Exercise description
For each line below with the word "MetricKind", write out a copy.

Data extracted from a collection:

====================

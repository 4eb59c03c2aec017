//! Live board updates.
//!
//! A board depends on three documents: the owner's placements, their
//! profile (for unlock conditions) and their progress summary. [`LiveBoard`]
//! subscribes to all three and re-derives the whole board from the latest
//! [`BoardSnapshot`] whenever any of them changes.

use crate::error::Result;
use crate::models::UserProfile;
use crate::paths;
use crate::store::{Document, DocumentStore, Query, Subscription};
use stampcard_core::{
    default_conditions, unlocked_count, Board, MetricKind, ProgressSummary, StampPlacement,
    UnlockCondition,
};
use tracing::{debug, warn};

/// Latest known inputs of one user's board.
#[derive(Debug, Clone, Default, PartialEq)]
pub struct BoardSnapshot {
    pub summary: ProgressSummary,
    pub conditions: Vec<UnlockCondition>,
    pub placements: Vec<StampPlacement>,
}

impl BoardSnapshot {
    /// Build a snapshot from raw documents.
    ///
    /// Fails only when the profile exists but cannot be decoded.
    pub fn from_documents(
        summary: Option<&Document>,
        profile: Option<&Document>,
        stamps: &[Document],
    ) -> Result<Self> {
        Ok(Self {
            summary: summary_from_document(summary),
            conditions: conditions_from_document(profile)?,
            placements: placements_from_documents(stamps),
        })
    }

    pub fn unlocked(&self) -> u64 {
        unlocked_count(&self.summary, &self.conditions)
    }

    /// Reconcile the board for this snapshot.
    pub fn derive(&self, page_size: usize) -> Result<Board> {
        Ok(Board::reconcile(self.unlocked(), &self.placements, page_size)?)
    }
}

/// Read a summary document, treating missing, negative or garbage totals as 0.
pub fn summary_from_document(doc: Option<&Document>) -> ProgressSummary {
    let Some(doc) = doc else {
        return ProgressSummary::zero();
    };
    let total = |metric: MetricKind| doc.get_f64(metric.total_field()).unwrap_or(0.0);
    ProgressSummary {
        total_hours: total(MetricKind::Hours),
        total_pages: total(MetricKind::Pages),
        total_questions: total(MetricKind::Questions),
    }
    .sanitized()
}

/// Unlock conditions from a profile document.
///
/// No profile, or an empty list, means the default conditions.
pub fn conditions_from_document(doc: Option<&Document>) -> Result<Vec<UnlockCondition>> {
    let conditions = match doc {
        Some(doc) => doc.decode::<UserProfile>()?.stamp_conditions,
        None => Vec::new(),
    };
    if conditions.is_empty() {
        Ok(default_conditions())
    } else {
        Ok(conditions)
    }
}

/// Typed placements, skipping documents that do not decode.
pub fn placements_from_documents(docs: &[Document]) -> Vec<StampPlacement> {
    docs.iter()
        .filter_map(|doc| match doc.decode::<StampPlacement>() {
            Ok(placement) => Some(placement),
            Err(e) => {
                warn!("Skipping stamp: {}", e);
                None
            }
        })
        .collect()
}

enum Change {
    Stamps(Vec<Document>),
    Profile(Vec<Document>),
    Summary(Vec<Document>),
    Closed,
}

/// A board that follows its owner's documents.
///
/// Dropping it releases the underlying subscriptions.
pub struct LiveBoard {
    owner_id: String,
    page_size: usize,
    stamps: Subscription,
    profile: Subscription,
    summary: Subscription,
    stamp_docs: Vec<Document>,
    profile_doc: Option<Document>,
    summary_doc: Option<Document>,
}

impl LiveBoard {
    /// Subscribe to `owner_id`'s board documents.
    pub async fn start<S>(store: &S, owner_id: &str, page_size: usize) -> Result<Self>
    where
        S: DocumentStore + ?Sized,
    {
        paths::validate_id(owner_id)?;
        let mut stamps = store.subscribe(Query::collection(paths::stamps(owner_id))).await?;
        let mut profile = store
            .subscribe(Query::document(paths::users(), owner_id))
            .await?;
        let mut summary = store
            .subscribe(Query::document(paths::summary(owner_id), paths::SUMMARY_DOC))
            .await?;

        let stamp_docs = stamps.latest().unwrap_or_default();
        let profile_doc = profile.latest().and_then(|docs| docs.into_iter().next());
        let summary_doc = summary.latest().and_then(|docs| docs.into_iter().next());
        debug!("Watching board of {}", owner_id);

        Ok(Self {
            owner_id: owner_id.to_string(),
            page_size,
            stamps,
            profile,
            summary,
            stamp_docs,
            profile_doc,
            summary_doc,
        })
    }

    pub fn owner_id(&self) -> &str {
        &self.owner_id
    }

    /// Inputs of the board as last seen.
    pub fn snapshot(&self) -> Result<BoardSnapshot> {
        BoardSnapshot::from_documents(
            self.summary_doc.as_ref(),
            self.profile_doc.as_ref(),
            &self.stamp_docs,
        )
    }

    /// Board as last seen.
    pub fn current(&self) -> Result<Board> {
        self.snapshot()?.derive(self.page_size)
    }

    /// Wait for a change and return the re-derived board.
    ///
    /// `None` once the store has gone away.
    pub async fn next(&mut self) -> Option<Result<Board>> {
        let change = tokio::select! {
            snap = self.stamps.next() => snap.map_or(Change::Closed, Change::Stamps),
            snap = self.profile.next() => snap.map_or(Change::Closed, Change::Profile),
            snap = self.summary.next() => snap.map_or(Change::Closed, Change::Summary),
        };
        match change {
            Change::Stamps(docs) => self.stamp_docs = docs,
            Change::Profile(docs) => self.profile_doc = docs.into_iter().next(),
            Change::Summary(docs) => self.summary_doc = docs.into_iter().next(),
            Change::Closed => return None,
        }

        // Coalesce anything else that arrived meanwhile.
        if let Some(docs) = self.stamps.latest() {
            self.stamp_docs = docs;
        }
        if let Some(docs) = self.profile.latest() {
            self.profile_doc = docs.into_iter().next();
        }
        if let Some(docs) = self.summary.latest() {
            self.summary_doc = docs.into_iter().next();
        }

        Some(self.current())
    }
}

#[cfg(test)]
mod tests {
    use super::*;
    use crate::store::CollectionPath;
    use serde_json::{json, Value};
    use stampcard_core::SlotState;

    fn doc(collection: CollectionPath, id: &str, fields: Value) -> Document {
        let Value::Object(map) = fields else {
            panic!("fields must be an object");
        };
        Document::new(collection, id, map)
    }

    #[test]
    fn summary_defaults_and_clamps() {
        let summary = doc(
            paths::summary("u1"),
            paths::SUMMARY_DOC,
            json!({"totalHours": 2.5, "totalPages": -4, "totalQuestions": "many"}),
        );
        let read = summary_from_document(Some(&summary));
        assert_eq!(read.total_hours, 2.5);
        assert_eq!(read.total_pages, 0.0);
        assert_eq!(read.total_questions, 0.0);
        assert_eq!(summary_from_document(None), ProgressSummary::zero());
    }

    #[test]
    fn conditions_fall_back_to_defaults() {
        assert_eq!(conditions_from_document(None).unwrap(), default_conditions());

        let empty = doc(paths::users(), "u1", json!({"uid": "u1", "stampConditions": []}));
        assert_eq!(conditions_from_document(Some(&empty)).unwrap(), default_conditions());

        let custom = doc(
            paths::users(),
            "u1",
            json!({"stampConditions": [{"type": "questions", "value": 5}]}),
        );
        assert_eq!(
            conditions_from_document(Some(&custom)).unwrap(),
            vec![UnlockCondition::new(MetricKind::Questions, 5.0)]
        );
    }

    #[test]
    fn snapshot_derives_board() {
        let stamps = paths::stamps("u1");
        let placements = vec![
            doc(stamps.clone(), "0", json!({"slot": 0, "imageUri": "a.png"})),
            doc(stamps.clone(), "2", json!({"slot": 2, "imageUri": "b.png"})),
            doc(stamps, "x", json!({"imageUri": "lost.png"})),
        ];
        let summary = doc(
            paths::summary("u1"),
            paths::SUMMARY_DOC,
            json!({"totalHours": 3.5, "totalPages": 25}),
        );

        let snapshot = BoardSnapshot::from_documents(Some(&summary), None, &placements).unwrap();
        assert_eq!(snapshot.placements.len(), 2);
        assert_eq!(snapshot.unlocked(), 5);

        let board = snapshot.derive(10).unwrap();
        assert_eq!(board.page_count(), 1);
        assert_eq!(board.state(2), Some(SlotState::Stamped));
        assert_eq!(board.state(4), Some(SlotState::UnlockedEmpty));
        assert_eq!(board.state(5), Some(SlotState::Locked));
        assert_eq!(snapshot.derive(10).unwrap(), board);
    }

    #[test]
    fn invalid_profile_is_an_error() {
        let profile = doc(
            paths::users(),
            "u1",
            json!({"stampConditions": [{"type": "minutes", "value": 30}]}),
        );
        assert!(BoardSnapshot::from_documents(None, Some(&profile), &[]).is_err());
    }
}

====================

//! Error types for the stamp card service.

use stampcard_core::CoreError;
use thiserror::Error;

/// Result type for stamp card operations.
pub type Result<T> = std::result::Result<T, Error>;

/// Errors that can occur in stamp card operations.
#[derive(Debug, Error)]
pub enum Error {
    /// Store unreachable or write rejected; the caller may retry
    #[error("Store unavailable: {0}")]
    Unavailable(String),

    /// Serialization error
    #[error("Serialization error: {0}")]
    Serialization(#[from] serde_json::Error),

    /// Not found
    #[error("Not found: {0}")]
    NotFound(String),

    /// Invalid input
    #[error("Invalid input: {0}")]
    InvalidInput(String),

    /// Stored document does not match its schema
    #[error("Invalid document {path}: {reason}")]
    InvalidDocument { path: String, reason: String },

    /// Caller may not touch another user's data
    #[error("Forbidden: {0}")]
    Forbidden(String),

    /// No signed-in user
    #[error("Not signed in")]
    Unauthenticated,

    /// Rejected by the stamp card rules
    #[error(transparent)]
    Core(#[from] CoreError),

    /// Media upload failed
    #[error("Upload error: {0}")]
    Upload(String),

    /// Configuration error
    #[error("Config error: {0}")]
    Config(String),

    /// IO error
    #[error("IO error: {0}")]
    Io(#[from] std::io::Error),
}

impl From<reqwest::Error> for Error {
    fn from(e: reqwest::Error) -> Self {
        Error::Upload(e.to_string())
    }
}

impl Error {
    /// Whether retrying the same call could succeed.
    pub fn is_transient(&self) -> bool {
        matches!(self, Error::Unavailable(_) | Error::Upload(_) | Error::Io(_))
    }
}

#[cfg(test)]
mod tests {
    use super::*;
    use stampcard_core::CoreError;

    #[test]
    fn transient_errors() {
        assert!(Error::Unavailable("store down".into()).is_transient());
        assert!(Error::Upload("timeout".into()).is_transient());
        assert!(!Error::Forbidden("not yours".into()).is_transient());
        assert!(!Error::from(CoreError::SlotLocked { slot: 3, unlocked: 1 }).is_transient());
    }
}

====================

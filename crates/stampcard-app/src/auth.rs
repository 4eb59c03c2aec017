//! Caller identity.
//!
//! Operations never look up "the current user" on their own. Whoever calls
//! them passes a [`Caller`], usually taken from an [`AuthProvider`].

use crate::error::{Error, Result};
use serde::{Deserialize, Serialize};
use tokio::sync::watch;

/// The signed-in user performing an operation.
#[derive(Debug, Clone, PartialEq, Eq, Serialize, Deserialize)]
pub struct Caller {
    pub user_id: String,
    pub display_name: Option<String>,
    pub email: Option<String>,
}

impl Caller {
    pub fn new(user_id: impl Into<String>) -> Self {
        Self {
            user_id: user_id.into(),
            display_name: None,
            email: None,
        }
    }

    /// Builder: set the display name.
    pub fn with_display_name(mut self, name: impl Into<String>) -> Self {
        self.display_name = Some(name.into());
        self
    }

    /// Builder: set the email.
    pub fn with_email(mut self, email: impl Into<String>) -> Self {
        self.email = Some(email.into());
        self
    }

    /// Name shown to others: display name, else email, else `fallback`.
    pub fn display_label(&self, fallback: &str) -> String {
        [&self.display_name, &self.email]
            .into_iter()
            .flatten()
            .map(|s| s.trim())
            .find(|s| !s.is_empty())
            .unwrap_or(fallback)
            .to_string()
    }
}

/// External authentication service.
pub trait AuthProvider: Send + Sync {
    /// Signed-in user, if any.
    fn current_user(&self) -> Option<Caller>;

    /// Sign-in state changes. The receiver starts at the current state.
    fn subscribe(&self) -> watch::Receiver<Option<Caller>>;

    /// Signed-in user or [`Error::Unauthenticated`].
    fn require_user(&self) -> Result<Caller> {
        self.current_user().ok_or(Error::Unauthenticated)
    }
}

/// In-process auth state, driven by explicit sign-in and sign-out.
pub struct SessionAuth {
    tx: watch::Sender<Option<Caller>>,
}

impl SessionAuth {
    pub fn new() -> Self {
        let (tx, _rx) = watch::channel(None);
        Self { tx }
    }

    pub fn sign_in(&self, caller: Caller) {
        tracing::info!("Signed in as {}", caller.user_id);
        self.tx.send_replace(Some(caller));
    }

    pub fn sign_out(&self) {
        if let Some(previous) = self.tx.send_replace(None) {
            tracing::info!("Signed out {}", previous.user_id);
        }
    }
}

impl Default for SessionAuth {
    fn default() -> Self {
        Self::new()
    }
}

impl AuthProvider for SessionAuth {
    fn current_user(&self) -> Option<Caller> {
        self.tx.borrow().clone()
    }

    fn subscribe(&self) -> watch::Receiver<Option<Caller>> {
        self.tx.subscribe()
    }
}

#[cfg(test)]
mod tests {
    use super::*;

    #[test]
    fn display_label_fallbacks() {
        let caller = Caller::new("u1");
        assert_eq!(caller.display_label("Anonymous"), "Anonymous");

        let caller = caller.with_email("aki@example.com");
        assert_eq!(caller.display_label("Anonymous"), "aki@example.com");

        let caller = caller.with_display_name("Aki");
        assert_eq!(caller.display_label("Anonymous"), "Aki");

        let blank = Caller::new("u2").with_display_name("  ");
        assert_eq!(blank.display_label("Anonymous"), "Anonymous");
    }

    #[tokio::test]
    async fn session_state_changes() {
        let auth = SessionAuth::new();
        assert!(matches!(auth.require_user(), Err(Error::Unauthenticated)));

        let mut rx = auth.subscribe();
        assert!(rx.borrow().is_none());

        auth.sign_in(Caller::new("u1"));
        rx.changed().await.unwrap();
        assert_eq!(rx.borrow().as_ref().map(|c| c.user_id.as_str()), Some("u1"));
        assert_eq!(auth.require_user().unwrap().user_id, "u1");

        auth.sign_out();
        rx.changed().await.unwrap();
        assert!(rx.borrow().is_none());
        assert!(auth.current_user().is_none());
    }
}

====================

Response
    default_conditions, unlocked_count, Board, MetricKind, ProgressSummary, StampPlacement,
    let total = |metric: MetricKind| doc.get_f64(metric.total_field()).unwrap_or(0.0);
        total_hours: total(MetricKind::Hours),
        total_pages: total(MetricKind::Pages),
        total_questions: total(MetricKind::Questions),
            vec![UnlockCondition::new(MetricKind::Questions, 5.0)]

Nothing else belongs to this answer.